Krefeld Meinung: Fünf Turnhallen - na und?
Krefeld. Die Diskussion um die Belegung von Turnhallen durch Flüchtlinge ist überflüssig. Weil niemand eine Glaskugel hat, kein OB, keine Partei, kein Sportverein. Dafür übernehmen gern Angst, Polemik, Frust und noch häufiger Unwissenheit die Argumentation.

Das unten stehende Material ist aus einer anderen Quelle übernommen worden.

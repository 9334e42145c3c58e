//! Interface de terminal do assetwatch: spinners e saída colorida.
//!
//! Usa as crates `indicatif` para spinners de progresso e `console` para
//! estilização com cores. O [`BatchProgress`] acompanha visualmente os jobs
//! de um lote, um spinner por job.

use std::collections::HashMap;
use std::time::Duration;

use console::Style;
use indicatif::{MultiProgress, ProgressBar, ProgressStyle};

use crate::scheduler::{Job, JobStatus, SchedulerStats};

/// Spinners de um lote de jobs, indexados pelo id do job.
pub struct BatchProgress {
    multi: MultiProgress,
    bars: HashMap<String, ProgressBar>,
    // Estilo verde para jobs concluídos.
    green: Style,
    // Estilo vermelho para falhas.
    red: Style,
    // Estilo amarelo para jobs cancelados.
    yellow: Style,
    dim: Style,
}

impl Default for BatchProgress {
    fn default() -> Self {
        Self::new()
    }
}

impl BatchProgress {
    pub fn new() -> Self {
        Self {
            multi: MultiProgress::new(),
            bars: HashMap::new(),
            green: Style::new().green().bold(),
            red: Style::new().red().bold(),
            yellow: Style::new().yellow(),
            dim: Style::new().dim(),
        }
    }

    /// Adiciona um spinner para o job, inicialmente na fila.
    pub fn track(&mut self, job_id: &str, label: &str) {
        let pb = self.multi.add(ProgressBar::new_spinner());
        let style = ProgressStyle::default_spinner()
            .template("{spinner:.cyan} {prefix:30!} {msg}")
            .unwrap_or_else(|_| ProgressStyle::default_spinner());
        pb.set_style(style);
        pb.set_prefix(label.to_string());
        pb.set_message(self.dim.apply_to("queued").to_string());
        pb.enable_steady_tick(Duration::from_millis(100));
        self.bars.insert(job_id.to_string(), pb);
    }

    /// Reflete o estado atual do job no seu spinner.
    pub fn update(&self, job: &Job) {
        let Some(pb) = self.bars.get(&job.id) else {
            return;
        };
        if pb.is_finished() {
            return;
        }
        let line = self.status_line(job);
        if job.status.is_terminal() {
            pb.finish_with_message(line);
        } else {
            pb.set_message(line);
        }
    }

    fn status_line(&self, job: &Job) -> String {
        match job.status {
            JobStatus::Pending => self.dim.apply_to("queued").to_string(),
            JobStatus::Processing => "summarizing...".to_string(),
            JobStatus::Completed => format!("{} done", self.green.apply_to("✓")),
            JobStatus::Failed => format!(
                "{} {}",
                self.red.apply_to("✗"),
                job.error.as_deref().unwrap_or("failed")
            ),
            JobStatus::Cancelled => format!("{} cancelled", self.yellow.apply_to("⊘")),
        }
    }

    /// Imprime a tabela final do lote e os contadores do scheduler.
    pub fn print_summary(&self, jobs: &[Job], stats: &SchedulerStats) {
        println!();
        println!("{}", self.dim.apply_to("─── Jobs ───"));
        for job in jobs {
            let status = match job.status {
                JobStatus::Completed => self.green.apply_to(job.status.to_string()),
                JobStatus::Failed => self.red.apply_to(job.status.to_string()),
                _ => self.yellow.apply_to(job.status.to_string()),
            };
            println!("{}  {status}", table_row(job));
        }
        println!(
            "{} completed, {} failed, {} cancelled",
            stats.completed_jobs, stats.failed_jobs, stats.cancelled_jobs
        );
    }
}

/// Colunas fixas de uma linha da tabela, sem a coluna de status colorida.
fn table_row(job: &Job) -> String {
    let asset = job.payload.asset_id().unwrap_or("-");
    let duration = job
        .duration_ms()
        .map(|ms| format!("{:.1}s", ms as f64 / 1000.0))
        .unwrap_or_else(|| "-".to_string());
    format!("{:<8} {:<32} {:>7}", &job.id[..job.id.len().min(8)], asset, duration)
}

Selbst wenn bald eine Halle wieder leergezogen werden kann, machen wir uns doch bitte klar: Es wird Jahre dauern, bis alle Stätten wieder bespielbar sind. Und das ist das Allermindeste, was wir Krefelder in dieser humanitären Katastrophe leisten können. Es ist gut, wenn OB Meyer in aller Vorsicht erklärt, dass aufgrund der relativen Ruhe im Flüchtlingszustrom die Josef-Koerver-Halle bald „leergezogen“ wird.
Es ist aber nur als Signal der verwaltungsseitigen Bemühungen zu verstehen. Meyer ist klug genug, keine Versprechungen zu machen. Niemand weiß, wie sich die Russland-Krise entwickelt, welche Idee Türkeis Erdogan morgen hat oder wann sich die Gelegenheit für tausende Fluchtwillige in Nordafrika ergibt. Es gibt nichts, was sie aufhalten kann. Kein Zaun, kein Risiko. Erst gestern haben wieder hunderte Menschen im Ozean ihr Leben gelassen. Hunderte Geschichten, hunderte Schicksale von hunderten Familien. Krefeld ist jedenfalls dabei, seine Hausaufgaben zu machen. Und dabei kann es nicht vordergründig darum gehen, Turnhallen freizuziehen.
Hallen übrigens, die teils schon vorher nicht im Topzustand waren und die erst aufwändig und lange wieder fitgemacht werden müssten. Es geht jetzt darum, Wohnraum zu schaffen, um zunächst mal die Überbelegungen in den Griff zu bekommen, die Helfer und vor allem Bewohner täglich an die Grenzen der Belastbarkeit bringen. Manch einer tut in den vielen Debatten um Schul- und Vereinssport contra Flüchtlinge so, als litte der Schul- und Vereinssport unter einem unvertretbaren Luxus für Flüchtlinge. Haben Sie mal ein paar Tage mit 200 anderen Fremden in einer Turnhalle gelebt? Ohne Privatsphäre?
Im nächsten Jahr laufen zudem die Verträge für die Traglufthallen aus, und die immer wieder zitierte Forstwaldkaserne ist keine Option. Sie gehört erstens dem Land, zweitens fehlt ihr als Dauerlösung völlig die integrative Anbindung an die Stadt. Drittens wird auch diese als Erstunterkunft des Landes benötigt, wenn der Flüchtlingsstrom wieder anzieht. Das kann schon morgen sein.
Darum ist es fern jeglicher Realität zu glauben, dass die fünf Turnhallen mittelfristig wieder zur Verfügung stehen. Sicher, das beschränkt viele Krefelder in gewohnten Standards. Aber bei den Problemen im Sommer 2016 sollte es verkraftbar sein. Was dazu passt, ist übrigens die vorbildliche Haltung von betroffenen Vereinen wie Bayer Uerdingen oder der HSG. Der Spagat zwischen den Interessen der Mitglieder und gesellschaftlichem Verantwortungsbewusstsein ist ungeheuer schwer. Chapeau!